In his later years, Forrest spoke to the black-organization Independent Order of Pole Bearers.  His tells the group that: "This is a proud day for me. Having occupied the position I have for thirteen years, and being misunderstood by the colored race, I take this occasion to say that I am your friend."  If Forrest had treated his slaves well and was so well-liked by the black community, why was he misunderstood by freed blacks in Memphis.  On the page opposite to where the author quotes Forrest, he says that Forrest "was formulating plans to bring more African blacks to America" and had "bought over about 40 Africans."  He also made use of prison labor, a common practice in the South, on his plantation.


Battle of Fort Pillow
However, the most disturbing chapter in Forrest's life may be his command of the unit that captured Fort Pillow.  This may be the most controversial battle of the Civil War.  Northern authorities charged him with massacring black soldiers.  In his chapter "Fort Pillow: The Full True Story," Seabrook presents his defense of General Forrest's actions with arguments defending the attack and aftermath.  Seabrook reports that of the 557 Union soldiers (295 whites and 262 blacks) present,  231 were killed, 100 wounded, and 226 captured.  The mortality rate for soldiers (killed/(killed and wounded) was 70%.  The author does not present casualty by race, but some estimates indicate that only 58 blacks were taken prisoner (20%) compared to 168 whites (80%).  The overall mortalities were 41% however, if we use the mortality rate of 70% for the 204 blacks who were not taken prisoner we obtain 142 for a 54% mortality figure.  This is certainly a low percentage because it was likely that more blacks were killed as a percentage  than whites.  Seabrook lists the factors (pp. 334-335) contributing to the 40% killed percentage of which 14 of the 15 items mentioned are due to problems on the Union side.   Following this the author cites a number of reasons why the soldiers in Forrest's command had every reason to take out their anger on the garrison (pp. 337-340).  The controversy continues and may never be resolved to the complete satisfaction.  Whether you attribute this to "Dixie-loathing propaganda" by the North or the use of "scurrilous terms employed - out of jealousy, anger, and frustration - by the North for Confederate successes on the battlefield" is a matter of your own opinion.   Clearly the accusations have stuck to Forrest and have tarnished his reputation.

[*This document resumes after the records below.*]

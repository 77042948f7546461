//! TCP latency probe
//!
//! Measures how long a plain TCP connect to a profile's endpoint takes.
//! This says nothing about whether the proxy protocol works, only whether
//! the server is reachable and how far away it is.

use std::time::{Duration, Instant};
use tokio::net::TcpStream;
use tracing::debug;

/// Upper bound for a single probe
pub const PING_TIMEOUT: Duration = Duration::from_millis(3200);

/// Recorded when the probe fails or times out
pub const PING_UNKNOWN: i64 = -1;

/// Delay between consecutive probes when pinging every profile
pub const PING_STAGGER: Duration = Duration::from_millis(80);

/// Connect to `address:port` and return the elapsed milliseconds
///
/// Returns [`PING_UNKNOWN`] on failure or timeout.
pub async fn tcp_ping(address: &str, port: u16, timeout: Duration) -> i64 {
    let start = Instant::now();
    match tokio::time::timeout(timeout, TcpStream::connect((address, port))).await {
        Ok(Ok(_stream)) => {
            let ms = start.elapsed().as_millis() as i64;
            debug!("Ping {}:{} -> {} ms", address, port, ms);
            ms
        }
        Ok(Err(e)) => {
            debug!("Ping {}:{} failed: {}", address, port, e);
            PING_UNKNOWN
        }
        Err(_) => {
            debug!("Ping {}:{} timed out", address, port);
            PING_UNKNOWN
        }
    }
}

/// Start delay for the probe of `row` in a batch
pub fn stagger_delay(row: usize) -> Duration {
    PING_STAGGER * row as u32
}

It seems apparent that Forrest's position among Confederate leaders was compromised by, not just one event, but the combination of actions.  These incidents include his occupation as a slave trader, actions at Fort Pillow, and membership in the KKK.  Forrest might have survived one with his image intact, but all three damaged his reputation.

Ultimately, Seabrook is preaching to the choir.  His message is directed to an audience that doesn't need convincing.  His tirades against Yankees and southerners with liberal ideas alienates that part of the public jury that needs to be convinced.  This is an unfortunate and serious shortcoming in A Rebel Born: A Defense of Nathan Bedford Forrest.